PHARMACOLOGIC AND GENETIC-STUDIES ON THE MODULATORY EFFECTS OF BUTYLATED HYDROXYTOLUENE ON MOUSE LUNG ADENOMA FORMATION

Abstract

Food additive butylated hydroxytoluene (BHT) (CAS: 128-37-0; 2,6-di-tert-butyl-p-cresol) can modulate the formation of lung adenomas in mice treated with the carcinogen urethan (CAS: 51-79-6; ethyl ester carbamic acid). An i.p. injection of BHT administered 6 h before a single urethan injection decreased the number of tumors formed, whereas 6 weekly BHT injections following a single urethan dose increased tumor multiplicity. Biotransformation of BHT was apparently required for both prophylaxis and enhancement. Pretreatment of mice with cedrene, which perturbs drug metabolism, prevented both of these BHT activities. Analogs of BHT with different substitutions at position 6 of the phenol ring also affected tumor formation. 2-t-Butyl-4-methylphenol inhibited, not enhanced, adenoma formation. 2-t-Butyl-4,6-dimethylphenol (BDMP) (CAS: 1879-09-0; 6-tert-butyl-2,4-xylenol); increased tumor number in A/J but not in the BALB/cByJ mouse strain; its prophylactic activity could not be measured since urethan injection following BDMP treatment was lethal. The presence of an alkyl group at this site on the phenol ring was not required for prophylaxis but was necessary for tumor enhancement. Different BHT metabolites apparently were responsible for each effect. Adenoma formation was enhanced by BHT in 4 strains of mice with a U+ phenotype (susceptible to urethan-induced lung adenomas); these strains were A, BALB/cBy, SWR/J, and RIIIS/J. BHT had no such effect in the U+ strain 129/J. A U+ B- phenotype (urethan inducible but unresponsive to BHT enhancement) also was found among the recombinant inbred lines originally derived from a cross between U+B+ BALB/cByJ and U-/B- C57BL/6ByJ progenitor strains.
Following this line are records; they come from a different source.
use serde::{Deserialize, Serialize};

/// A purchasable plan as the backend catalog describes it. `amount` is in
/// minor units (paise); `sort_order == 1` marks the highlighted tier.
#[derive(Debug, Serialize, Deserialize, Clone)]
#[serde(rename_all = "camelCase")]
pub struct BackendPlan {
    #[serde(alias = "_id")]
    pub id: Option<String>,
    pub key: String,
    pub name: String,
    pub amount: i64,
    pub duration: PlanDuration,
    #[serde(default)]
    pub features: Vec<String>,
    #[serde(default)]
    pub sort_order: i64,
}

#[derive(Debug, Serialize, Deserialize, Clone)]
pub struct PlanDuration {
    pub value: i64,
    pub unit: String,
}

impl BackendPlan {
    pub fn rupees(&self) -> i64 {
        self.amount / 100
    }

    pub fn is_popular(&self) -> bool {
        self.sort_order == 1
    }
}

/// The visitor's pending plan choice, persisted across the login/signup
/// round trip. At most one is pending; a new selection overwrites.
#[derive(Debug, Serialize, Deserialize, Clone, PartialEq)]
pub struct SelectedPlan {
    pub key: String,
    pub name: String,
    pub price: String,
    pub period: String,
    pub features: Vec<String>,
}

impl SelectedPlan {
    pub fn from_backend(plan: &BackendPlan) -> Self {
        SelectedPlan {
            key: plan.key.clone(),
            name: plan.name.clone(),
            price: format!("₹{}", plan.rupees()),
            period: format!("{} {}", plan.duration.value, plan.duration.unit),
            features: plan.features.clone(),
        }
    }
}

/// Order parameters the backend returns from create-order, handed to the
/// checkout gateway as-is.
#[derive(Debug, Serialize, Deserialize, Clone)]
#[serde(rename_all = "camelCase")]
pub struct PaymentOrder {
    pub key: String,
    pub amount: i64,
    pub currency: String,
    pub order_id: String,
}

/// Identifiers the gateway hands back on success; forwarded verbatim to
/// the backend's verify endpoint.
#[derive(Debug, Serialize, Deserialize, Clone, FromForm)]
pub struct PaymentConfirmation {
    pub razorpay_order_id: String,
    pub razorpay_payment_id: String,
    pub razorpay_signature: String,
}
The genes determining sensitivity to urethan and to BHT apparently had recombined independently of each other. An inability to metabolize BHT was probably not involved in the B- phenotype, since BHT caused reversible lung damage in the 2 U+B- recombinant inbred lines and strain 129, and biotransformation was required for this effect. These U+B- mice can be used to characterize the lung toxic effects of BHT in the absence of its tumor-enhancing activity and will serve as valuable controls in studies on mechanisms of tumor enhancement.